Para la llamada comunidad internacional, el triunfo de Macri el año pasado fue muy grato pero un tanto anecdótico. Antes de convencerse de que el cambio anunciado sea algo más que un capricho pasajero, Cambiemos o una coalición parecida tendrían que consolidarse en el poder, marginando definitivamente al peronismo que, tal vez injustamente, tiene la reputación de ser el artífice principal de la prolongada decadencia nacional, de la paradoja planteada por una sociedad que, bien administrada, estaría entre las más prósperas del mundo pero que, para el desconcierto universal, se las ha ingeniado para depauperarse, dejándose superar no sólo por parientes culturales como Italia y España sino también por sus vecinos Chile y Uruguay.

Macri apostó a que, gracias al entusiasmo motivado en el exterior por su llegada a la presidencia y la salida de los kirchneristas, viniera un tsunami inversor que le ahorraría la necesidad de emprender un ajuste. Mientras tanto, cuidaría el flanco político impulsando programas asistenciales apropiados para el país mucho más rico que, esperaba, la Argentina pronto sería. ¿Y si el tsunami previsto no aparece? En tal caso, estaríamos en graves problemas ya que, como señaló Lavagna, el Gobierno –cualquier gobierno–, tendría que elegir entre dejar que el mercado resuelva el asunto, como hizo en 2002, y tomar medidas feroces que enseguida serían denunciadas como “salvajes” y “neoliberales”, lo que, huelga decirlo, no ayudaría a restaurar un mínimo de tranquilidad.

De todas formas, para que la Argentina se recupere de décadas de facilismo consentido, este gobierno y sus sucesores tendrían que aprobar una lista larga de asignaturas pendientes. Con la eventual excepción del campo, ningún sector significante es competitivo. Como están recordándonos los fabricantes locales de computadoras, pedirles hacer frente a los chinos es inútil; para sobrevivir, requieren barreras tarifarias altísimas que contribuyen al notorio “costo argentino”. Lo mismo puede decirse de muchas otras ramas industriales, pero si el país permanece encerrado en la cárcel económica de “vivir con lo nuestro” que a través de los años se ha construido, se depauperará cada vez más.
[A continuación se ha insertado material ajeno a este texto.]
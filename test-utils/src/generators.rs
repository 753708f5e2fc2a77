//! Shared proptest generators for configuration documents.

use proptest::prelude::*;
use serde_json::{Map, Value};

/// Generate configuration keys in the `UPPER_SNAKE` style used in documents.
pub fn config_key_strategy() -> impl Strategy<Value = String> {
    "[A-Z][A-Z0-9_]{0,15}"
}

/// Generate scalar JSON values.
///
/// Floats are quarter steps so they survive a text round trip exactly.
pub fn scalar_value_strategy() -> impl Strategy<Value = Value> {
    prop_oneof![
        Just(Value::Null),
        any::<bool>().prop_map(Value::Bool),
        any::<i64>().prop_map(Value::from),
        (-4_000_000i32..4_000_000).prop_map(|n| Value::from(f64::from(n) / 4.0)),
        "[a-zA-Z0-9 .:/_-]{0,24}".prop_map(Value::String),
    ]
}

/// Generate JSON values nested up to three levels deep.
pub fn config_value_strategy() -> impl Strategy<Value = Value> {
    scalar_value_strategy().prop_recursive(3, 24, 4, |inner| {
        prop_oneof![
            prop::collection::vec(inner.clone(), 0..4).prop_map(Value::Array),
            prop::collection::btree_map("[a-z]{1,8}", inner, 0..4)
                .prop_map(|m| Value::Object(m.into_iter().collect())),
        ]
    })
}

/// Generate a whole configuration document (a JSON object).
pub fn document_strategy() -> impl Strategy<Value = Value> {
    prop::collection::btree_map(config_key_strategy(), config_value_strategy(), 0..8)
        .prop_map(|m| Value::Object(m.into_iter().collect::<Map<String, Value>>()))
}

/// Generate payloads that are not valid base64.
pub fn malformed_base64_strategy() -> impl Strategy<Value = Vec<u8>> {
    "[A-Za-z0-9+/]{1,40}[!@#$%^&*]{1,4}".prop_map(String::into_bytes)
}

/// Generate text that is not a JSON object.
pub fn non_object_json_strategy() -> impl Strategy<Value = String> {
    prop_oneof![
        Just("{not json".to_string()),
        Just("null".to_string()),
        any::<i64>().prop_map(|n| n.to_string()),
        "[a-z]{1,10}".prop_map(|s| format!("[\"{s}\"]")),
        "[a-z]{1,10}".prop_map(|s| format!("\"{s}\"")),
    ]
}
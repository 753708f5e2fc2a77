//! Environment variable parsing.
//!
//! Every helper takes a lookup function so configuration can be assembled
//! from something other than the process environment in tests. Empty values
//! are treated the same as unset ones.

use crate::{PlatformError, PlatformResult};
use std::str::FromStr;

/// Look up a variable in the process environment.
#[must_use]
pub fn process_env(name: &str) -> Option<String> {
    std::env::var(name).ok()
}

/// Parse a variable obtained through `lookup`, falling back to `default`.
///
/// # Errors
///
/// Returns [`PlatformError::InvalidInput`] if the value does not parse as `T`.
pub fn parse_env_with<T, F>(lookup: F, name: &str, default: T) -> PlatformResult<T>
where
    T: FromStr,
    T::Err: std::fmt::Display,
    F: Fn(&str) -> Option<String>,
{
    match optional_env(lookup, name) {
        Some(val) => val
            .trim()
            .parse()
            .map_err(|e| PlatformError::invalid_input(format!("{name}: {e}"))),
        None => Ok(default),
    }
}

/// Read a variable that must be present and non-empty.
///
/// # Errors
///
/// Returns [`PlatformError::NotFound`] naming the variable when it is unset
/// or empty.
pub fn required_env<F>(lookup: F, name: &str) -> PlatformResult<String>
where
    F: Fn(&str) -> Option<String>,
{
    optional_env(lookup, name).ok_or_else(|| PlatformError::not_found(name))
}

/// Read a variable, mapping unset and empty values to `None`.
pub fn optional_env<F>(lookup: F, name: &str) -> Option<String>
where
    F: Fn(&str) -> Option<String>,
{
    lookup(name).filter(|v| !v.trim().is_empty())
}

#[cfg(test)]
mod tests {
    use super::*;
    use std::collections::HashMap;

    fn lookup(vars: &[(&str, &str)]) -> impl Fn(&str) -> Option<String> {
        let map: HashMap<String, String> = vars
            .iter()
            .map(|(k, v)| ((*k).to_string(), (*v).to_string()))
            .collect();
        move |name| map.get(name).cloned()
    }

    #[test]
    fn test_parse_env_default_when_unset() {
        let value: u64 = parse_env_with(lookup(&[]), "ZK_REFRESH_INTERVAL_SECS", 30).unwrap();
        assert_eq!(value, 30);
    }

    #[test]
    fn test_parse_env_parses_value() {
        let value: u16 = parse_env_with(lookup(&[("ZK_PORT", " 2182 ")]), "ZK_PORT", 2181).unwrap();
        assert_eq!(value, 2182);
    }

    #[test]
    fn test_parse_env_rejects_garbage() {
        let err = parse_env_with::<u16, _>(lookup(&[("ZK_PORT", "abc")]), "ZK_PORT", 2181)
            .unwrap_err();
        assert!(matches!(err, PlatformError::InvalidInput(ref msg) if msg.starts_with("ZK_PORT")));
    }

    #[test]
    fn test_required_env() {
        assert_eq!(
            required_env(lookup(&[("SERVICE_NAME", "orders")]), "SERVICE_NAME").unwrap(),
            "orders"
        );
        assert_eq!(
            required_env(lookup(&[("SERVICE_NAME", "")]), "SERVICE_NAME").unwrap_err(),
            PlatformError::not_found("SERVICE_NAME")
        );
        assert!(required_env(lookup(&[]), "SERVICE_NAME").is_err());
    }

    #[test]
    fn test_optional_env_treats_blank_as_unset() {
        assert_eq!(optional_env(lookup(&[("COMMON_LIB_NAME", "  ")]), "COMMON_LIB_NAME"), None);
        assert_eq!(
            optional_env(lookup(&[("COMMON_LIB_NAME", "shared")]), "COMMON_LIB_NAME"),
            Some("shared".to_string())
        );
    }
}
//! Configuration client error types using thiserror 2.0.
//!
//! Construction-time failures (`Configuration`, `Connection`,
//! `Initialization`) are fatal to the client. Lookup failures are returned to
//! the caller. Refresh failures never leave the client; they are logged.

use crate::cache::Namespace;
use rust_common::PlatformError;
use thiserror::Error;

/// Errors reported by a coordination-service transport.
#[derive(Error, Debug, Clone, PartialEq, Eq)]
pub enum CoordinatorError {
    /// No node exists at the path
    #[error("node {0} does not exist")]
    NoNode(String),

    /// Connection to the ensemble was lost
    #[error("connection lost: {0}")]
    ConnectionLoss(String),

    /// The session expired and must be re-established
    #[error("session expired")]
    SessionExpired,

    /// The operation did not complete in time
    #[error("operation timed out: {0}")]
    Timeout(String),

    /// The session was closed locally
    #[error("session closed")]
    Closed,

    /// Any other transport failure
    #[error("{0}")]
    Other(String),
}

impl CoordinatorError {
    /// Whether this is the "node missing" condition.
    #[must_use]
    pub const fn is_no_node(&self) -> bool {
        matches!(self, Self::NoNode(_))
    }

    /// Whether a later attempt may succeed.
    #[must_use]
    pub const fn is_retryable(&self) -> bool {
        matches!(
            self,
            Self::ConnectionLoss(_) | Self::SessionExpired | Self::Timeout(_)
        )
    }
}

/// Configuration client errors.
#[derive(Error, Debug, Clone, PartialEq, Eq)]
pub enum ConfigError {
    /// Required configuration input is missing or invalid
    #[error("Invalid configuration: {0}")]
    Configuration(String),

    /// A session with the coordination service could not be established
    #[error("Failed to connect to coordination service: {0}")]
    Connection(String),

    /// The initial configuration load failed
    #[error("Failed to load initial configurations: {0}")]
    Initialization(String),

    /// A document could not be decoded
    #[error("Failed to decode {namespace} config: {reason}")]
    Decode {
        /// Namespace the document belongs to
        namespace: Namespace,
        /// Decoder message
        reason: String,
    },

    /// Key absent from the selected namespace
    #[error("key {key} not found in {namespace} configuration")]
    KeyNotFound {
        /// Requested key
        key: String,
        /// Namespace that was searched
        namespace: Namespace,
    },

    /// Value has a different shape than requested
    #[error("expected {expected}, found {found}")]
    TypeMismatch {
        /// Requested type
        expected: &'static str,
        /// Actual type
        found: &'static str,
    },

    /// Raw node lookup hit a missing node
    #[error("node {0} does not exist")]
    NodeNotFound(String),

    /// Coordination-service failure
    #[error(transparent)]
    Coordinator(#[from] CoordinatorError),

    /// Client has been closed
    #[error("configuration client is closed")]
    Closed,

    /// Platform error
    #[error(transparent)]
    Platform(#[from] PlatformError),
}

/// Result type for configuration operations.
pub type ConfigResult<T> = Result<T, ConfigError>;

impl ConfigError {
    /// Check if error is retryable.
    #[must_use]
    pub const fn is_retryable(&self) -> bool {
        match self {
            Self::Connection(_) => true,
            Self::Coordinator(e) => e.is_retryable(),
            _ => false,
        }
    }

    /// Whether this is an ordinary configuration miss rather than an
    /// infrastructure failure.
    #[must_use]
    pub const fn is_key_not_found(&self) -> bool {
        matches!(self, Self::KeyNotFound { .. })
    }

    /// Create a configuration error.
    #[must_use]
    pub fn configuration(msg: impl Into<String>) -> Self {
        Self::Configuration(msg.into())
    }

    /// Create a connection error.
    #[must_use]
    pub fn connection(msg: impl Into<String>) -> Self {
        Self::Connection(msg.into())
    }

    /// Create a decode error.
    #[must_use]
    pub fn decode(namespace: Namespace, reason: impl Into<String>) -> Self {
        Self::Decode {
            namespace,
            reason: reason.into(),
        }
    }

    /// Create a key not found error.
    #[must_use]
    pub fn key_not_found(key: impl Into<String>, namespace: Namespace) -> Self {
        Self::KeyNotFound {
            key: key.into(),
            namespace,
        }
    }
}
Por desgracia, merced a Donald Trump el proteccionismo está ganando adherentes en el mundo, lo que a buen seguro incidirá en los debates que están celebrando aquí los políticos y empresarios, pero esquemas que podrían funcionar por un rato en un país opulento de más de 300 millones de habitantes serían ruinosos en uno subdesarrollado de poco más de 40 millones.

Aunque Macri y los suyos ya están tratando de impulsar algunas reformas encaminadas a abrir un poquito una economía casi tan cerrada como la de Corea del Norte, prefieren demorar la reconversión que se han propuesto hasta que por fin llegue la ayuda externa, o sea, las inversiones salvadoras. En vista de la aversión de la clase política y afines a los ajustes, puede que no tengan más alternativa que la de limitarse a corregir los errores más flagrantes cometidos por los kirchneristas, pero acaso deberían tomar en serio las advertencias formuladas en público por Lavagna y en privado por personajes menos heterodoxos acerca de lo peligroso que sería depender demasiado del endeudamiento.

También debería preocuparles lo que está ocurriendo, o está por ocurrir, en Estados Unidos, Europa y China. El consenso provisional es que, con el proteccionista Trump en la Casa Blanca y la probabilidad de que haga subir las tasas de interés, muchos países emergentes sufrirán una sequía financiera. De ser así, la Argentina podría estar entre las víctimas, aunque es por lo menos factible que Trump decida dar una mano a su “amigo”, Macri. En cuanto a Europa, sus problemas internos son tan graves que no estaría en condiciones de ayudar a nadie, mientras que, en un mundo atravesado por barreras comerciales, China luchará con uñas y dientes para defender sus exportaciones, lo que sería una mala noticia para aquellas empresas industriales que, acostumbradas como están a un mercado cautivo, no pueden ni siquiera competir con sus nada eficaces equivalentes brasileñas.